Disclaimer: I favor a society in which no one has to "earn" the basic life needs. However, this is a proposal of what can be implemented in the world as it exists today, while we help move towards the one we want.
This name is probably suggestive enough that you instantly have at least a general idea of the proposal.
It would indirectly tie in to WISE; directly tie into Ithaca Hours; and could be a first phase, partial implementation of the ideas in my "Workable Transition to Democratic Retirement Systems"
Here is an outline:
I give you, say, $1,000 today. In return, I get some guarantee of an "income" in the future.
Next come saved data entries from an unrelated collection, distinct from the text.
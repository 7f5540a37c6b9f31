//! Publisher Core - Platform-agnostic Coordination Logic
//!
//! Diese Crate enthält KEINE Hardware-Dependencies.
//! Sie definiert die Typen, Traits und die komplette Trigger-zu-Fanout-Logik:
//! Signal-Gate, Publisher-Varianten mit Retry, Fan-out-Dispatch,
//! Button-Entprellung und das HTTP-Routing der Control Surface.

#![no_std]

pub mod button;
pub mod fanout;
pub mod gate;
pub mod http;
pub mod publish;
pub mod state;
pub mod traits;
pub mod types;

// Re-exports für einfachen Zugriff
pub use button::ButtonDebounce;
pub use fanout::{BUTTON_EVENT_MESSAGE, Fanout, FanoutReport};
pub use gate::SignalGate;
pub use http::{Reply, Route, apply_route};
pub use publish::{BrokerPublisher, MAX_PUBLISH_ATTEMPTS, RadioPublisher};
pub use state::DeviceState;
pub use traits::{BrokerLink, RadioLink, TransportPublisher};
pub use types::{MESSAGE_CAPACITY, Message, PublishRequest, PublishTarget, TransportError};
//! Host-Tests für die Trigger-zu-Fanout-Koordination
//!
//! Spielt die End-to-End-Szenarien ohne Hardware durch: Button-Press
//! mit Doppel-Notification, HTTP-Routen gegen den Fan-out, Debounce
//! im Zusammenspiel mit dem Gate. Die "Scheduler-Disziplin" der
//! Firmware (Request-Channel vor Gate) wird hier von Hand nachgestellt.

use std::cell::RefCell;
use std::collections::VecDeque;
use std::rc::Rc;

use embassy_futures::block_on;
use embassy_sync::blocking_mutex::raw::NoopRawMutex;
use publisher_core::fanout::BUTTON_EVENT_MESSAGE;
use publisher_core::{
    ButtonDebounce, DeviceState, Fanout, Message, PublishRequest, Route, SignalGate,
    TransportError, TransportPublisher, apply_route,
};

// ============================================================================
// Mock TransportPublisher
// ============================================================================

type MessageLog = Rc<RefCell<Vec<String>>>;

struct MockPublisher {
    name: &'static str,
    log: MessageLog,
}

impl MockPublisher {
    fn new(name: &'static str) -> (Self, MessageLog) {
        let log: MessageLog = Rc::new(RefCell::new(Vec::new()));
        (
            Self {
                name,
                log: log.clone(),
            },
            log,
        )
    }
}

impl TransportPublisher for MockPublisher {
    fn name(&self) -> &'static str {
        self.name
    }

    async fn publish(&mut self, message: &Message) -> Result<(), TransportError> {
        self.log.borrow_mut().push(message.as_str().to_string());
        Ok(())
    }
}

/// Nachgestellter Fan-out-Durchlauf: erst alle anstehenden Requests,
/// dann ein eventuell anstehendes Gate-Signal - dieselbe Reihenfolge
/// wie der select-Loop des Fan-out-Tasks.
fn drain(
    fanout: &mut Fanout<MockPublisher, MockPublisher>,
    queue: &mut VecDeque<PublishRequest>,
    gate: &SignalGate<NoopRawMutex>,
) {
    while let Some(request) = queue.pop_front() {
        block_on(fanout.dispatch(&request));
    }
    if gate.try_consume() {
        block_on(fanout.publish_all(&Message::new(BUTTON_EVENT_MESSAGE)));
    }
}

// ============================================================================
// Tests: Button-Press End-to-End
// ============================================================================

#[test]
fn test_button_press_produces_two_notifications_in_order() {
    let (radio, radio_log) = MockPublisher::new("LoRa");
    let (broker, broker_log) = MockPublisher::new("MQTT");
    let mut fanout = Fanout::new(radio, broker);

    let gate: SignalGate<NoopRawMutex> = SignalGate::new();
    let mut queue: VecDeque<PublishRequest> = VecDeque::new();
    let mut state = DeviceState::new();
    let mut debounce = ButtonDebounce::new(25);

    // Press erkannt: Toggle, zustands-spezifische Message, Gate-Signal
    assert!(debounce.poll(true));
    let on = state.toggle();
    assert!(on);
    queue.push_back(PublishRequest::all(state.button_message()));
    gate.signal();

    drain(&mut fanout, &mut queue, &gate);

    // Beide Transporte: erst die zustands-spezifische, dann die generische
    let expected = ["Button pressed-LED turned ON", "Button pressed"];
    assert_eq!(radio_log.borrow().as_slice(), expected);
    assert_eq!(broker_log.borrow().as_slice(), expected);
}

#[test]
fn test_press_burst_coalesces_generic_notifications() {
    let (radio, radio_log) = MockPublisher::new("LoRa");
    let (broker, _) = MockPublisher::new("MQTT");
    let mut fanout = Fanout::new(radio, broker);

    let gate: SignalGate<NoopRawMutex> = SignalGate::new();
    let mut queue: VecDeque<PublishRequest> = VecDeque::new();
    let mut state = DeviceState::new();

    // Zwei Events bevor der Konsument dran war: zwei spezifische
    // Messages, aber nur EIN anstehendes Gate-Signal
    for _ in 0..2 {
        state.toggle();
        queue.push_back(PublishRequest::all(state.button_message()));
        gate.signal();
    }

    drain(&mut fanout, &mut queue, &gate);

    assert_eq!(
        radio_log.borrow().as_slice(),
        [
            "Button pressed-LED turned ON",
            "Button pressed-LED turned OFF",
            "Button pressed",
        ]
    );
}

#[test]
fn test_debounced_double_press_toggles_once() {
    let mut debounce = ButtonDebounce::new(25);
    let mut state = DeviceState::new();

    // Zwei Detektionen im Abstand < 250 ms (hier: direkt folgende Polls)
    if debounce.poll(true) {
        state.toggle();
    }
    if debounce.poll(true) {
        state.toggle();
    }

    assert!(state.is_on());
}

// ============================================================================
// Tests: HTTP-Routen gegen den Fan-out
// ============================================================================

#[test]
fn test_led_on_route_end_to_end() {
    let (radio, radio_log) = MockPublisher::new("LoRa");
    let (broker, broker_log) = MockPublisher::new("MQTT");
    let mut fanout = Fanout::new(radio, broker);

    let gate: SignalGate<NoopRawMutex> = SignalGate::new();
    let mut queue: VecDeque<PublishRequest> = VecDeque::new();
    let mut state = DeviceState::new();

    let route = Route::from_request(b"GET /led/on HTTP/1.1\r\n\r\n");
    let (_, request) = apply_route(route, &mut state);
    queue.extend(request);

    drain(&mut fanout, &mut queue, &gate);

    assert!(state.is_on());
    assert_eq!(radio_log.borrow().as_slice(), ["LED turned ON"]);
    assert_eq!(broker_log.borrow().as_slice(), ["LED turned ON"]);
}

#[test]
fn test_unknown_route_causes_no_transport_calls() {
    let (radio, radio_log) = MockPublisher::new("LoRa");
    let (broker, broker_log) = MockPublisher::new("MQTT");
    let mut fanout = Fanout::new(radio, broker);

    let gate: SignalGate<NoopRawMutex> = SignalGate::new();
    let mut queue: VecDeque<PublishRequest> = VecDeque::new();
    let mut state = DeviceState::new();

    let route = Route::from_request(b"GET /unknown HTTP/1.1\r\n\r\n");
    let (reply, request) = apply_route(route, &mut state);
    queue.extend(request);

    drain(&mut fanout, &mut queue, &gate);

    assert_eq!(reply, publisher_core::Reply::Text("404 Not Found"));
    assert!(!state.is_on());
    assert!(radio_log.borrow().is_empty());
    assert!(broker_log.borrow().is_empty());
}

#[test]
fn test_http_trigger_does_not_signal_the_gate() {
    // Die HTTP-Handler publishen direkt über den Request-Channel;
    // das Gate gehört ausschließlich dem Button-Pfad
    let gate: SignalGate<NoopRawMutex> = SignalGate::new();
    let mut state = DeviceState::new();

    let (_, request) = apply_route(Route::PublishAll, &mut state);
    assert!(request.is_some());
    assert!(!gate.is_signaled());
}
** The "income" -- This income need not be in dollars. It can be in Ithaca Hours; it could also be in part or in whole simply in credits, such as: two free meals per week; such and such portion of a Community Supporter Agriculture (CSA) share; a fraction of housing, etc. [Though I do not presently see any obstacle to having it be paid out 100% in Ithaca Hours insofar as needs met in the Ithaca region] Or it could be "paid" as a mix of these three in some combination.
** As an annuity -- in principle it could be either "forever" or under other terms, but I think we agree that a "Fixed number of years" is contrary to our value system; we don't want to tell an 81 year old, "sorry, you had bought a fixed number of years, so your meals are cut off now.." So let's assume it's a "forever" type income that is guaranteed.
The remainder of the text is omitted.